She gave football a go at school because her mum had played as a goalkeeper. “I played at intermediate, but my uncles were like, ‘No you can’t play that’,” she says. “But Mum always supports me, whatever I play.”

Sorensen-McGee scored a try in her Blues debut against Hurricanes Poua and was named fans' player of the match. Photo / Photosport
Sorensen-McGee scored a try in her Blues debut against Hurricanes Poua and was named fans' player of the match. Photo / Photosport

Sorensen-McGee’s league career burgeoned, playing for the national secondary schools side, Fetu Samoa U16s, Auckland Vulcans U18s and Counties Manukau Stingrays. In 2022, she was New Zealand Rugby League’s U16 player of the year.

It wasn’t until high school that Sorensen-McGee picked up a rugby ball and was immediately a leader in the Auckland Girls 1st XV. In Year 12, the 16-year-old was selected for the Auckland Storm squad – surrounded by Black Ferns, she became the starting fullback in the side who won the 2023 Farah Palmer Cup. She was named rookie of the year.
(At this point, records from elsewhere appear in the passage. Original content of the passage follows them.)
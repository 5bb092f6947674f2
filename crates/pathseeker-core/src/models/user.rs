use serde::{Deserialize, Serialize};
use thiserror::Error;

/// Account type chosen at registration
#[derive(Debug, Clone, Copy, Default, PartialEq, Eq, Serialize, Deserialize)]
#[serde(rename_all = "lowercase")]
pub enum UserRole {
    #[default]
    Student,
    Graduate,
    Professional,
}

impl UserRole {
    pub const ALL: [UserRole; 3] = [UserRole::Student, UserRole::Graduate, UserRole::Professional];

    pub fn as_str(&self) -> &'static str {
        match self {
            UserRole::Student => "student",
            UserRole::Graduate => "graduate",
            UserRole::Professional => "professional",
        }
    }

    pub fn display_name(&self) -> &'static str {
        match self {
            UserRole::Student => "Student",
            UserRole::Graduate => "Recent Graduate",
            UserRole::Professional => "Working Professional",
        }
    }

    /// Parse a role from user input; unknown or empty input is None
    pub fn parse(s: &str) -> Option<Self> {
        let s = s.trim().to_lowercase();
        UserRole::ALL
            .into_iter()
            .find(|role| role.as_str() == s || role.display_name().to_lowercase() == s)
    }
}

#[derive(Error, Debug, PartialEq, Eq)]
pub enum RegistrationError {
    #[error("Please fill in email and password fields.")]
    MissingFields,

    #[error("Passwords do not match.")]
    PasswordMismatch,
}

/// Sign-up form contents
#[derive(Debug, Clone, Default)]
pub struct Registration {
    pub first_name: String,
    pub last_name: String,
    pub email: String,
    pub username: String,
    pub password: String,
    pub confirm_password: String,
    pub role: Option<UserRole>,
}

/// Body of `POST users/`
#[derive(Debug, Clone, Serialize, PartialEq, Eq)]
pub struct NewUser {
    pub uname: String,
    pub email: String,
    pub password: String,
    pub first_name: String,
    pub last_name: String,
    pub role: UserRole,
}

impl Registration {
    pub fn validate(&self) -> Result<(), RegistrationError> {
        if self.email.is_empty() || self.password.is_empty() || self.confirm_password.is_empty() {
            return Err(RegistrationError::MissingFields);
        }
        if self.password != self.confirm_password {
            return Err(RegistrationError::PasswordMismatch);
        }
        Ok(())
    }

    /// Username sent to the backend: the chosen username, else the full
    /// name, else the local part of the email address.
    pub fn uname(&self) -> String {
        let username = self.username.trim();
        if !username.is_empty() {
            return username.to_string();
        }
        let full_name = format!("{} {}", self.first_name.trim(), self.last_name.trim());
        let full_name = full_name.trim();
        if !full_name.is_empty() {
            return full_name.to_string();
        }
        self.email.split('@').next().unwrap_or_default().to_string()
    }

    /// Validate the form and build the request body
    pub fn to_new_user(&self) -> Result<NewUser, RegistrationError> {
        self.validate()?;
        Ok(NewUser {
            uname: self.uname(),
            email: self.email.clone(),
            password: self.password.clone(),
            first_name: self.first_name.clone(),
            last_name: self.last_name.clone(),
            role: self.role.unwrap_or_default(),
        })
    }
}

/// Response of `GET auth/me/`
#[derive(Debug, Clone, Serialize, Deserialize, PartialEq)]
pub struct CurrentUser {
    pub user_id: i64,
    #[serde(default)]
    pub email: Option<String>,
    #[serde(default, alias = "uname")]
    pub username: Option<String>,
    #[serde(default)]
    pub first_name: Option<String>,
    #[serde(default)]
    pub last_name: Option<String>,
    #[serde(default)]
    pub role: Option<String>,
}

impl CurrentUser {
    pub fn full_name(&self) -> String {
        let first = self.first_name.as_deref().unwrap_or("").trim();
        let last = self.last_name.as_deref().unwrap_or("").trim();
        format!("{} {}", first, last).trim().to_string()
    }

    /// Name to greet the user with
    pub fn display_name(&self) -> String {
        let name = self.full_name();
        if !name.is_empty() {
            name
        } else if let Some(ref username) = self.username {
            username.clone()
        } else {
            self.email.clone().unwrap_or_else(|| format!("user #{}", self.user_id))
        }
    }
}

/// Body of `PATCH auth/me/`
#[derive(Debug, Clone, Serialize, PartialEq, Eq)]
pub struct UserUpdate {
    pub first_name: String,
    pub last_name: String,
}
Then last month, she scored a try in her Blues debut against Hurricanes Poua and was named fans’ player of the match. As the Blues head into their final round against the Poua again this weekend, already cementing their place in next week’s final against Matatū, Sorensen-McGee has the impressive Aupiki statistics of 349 minutes played, 295m carried and three tries.

She’s continuing to learn from Blues and Black Ferns stalwarts, like No 8 Liana Mikaele-Tu’u and fellow back Ruahei Demant (aka Lou).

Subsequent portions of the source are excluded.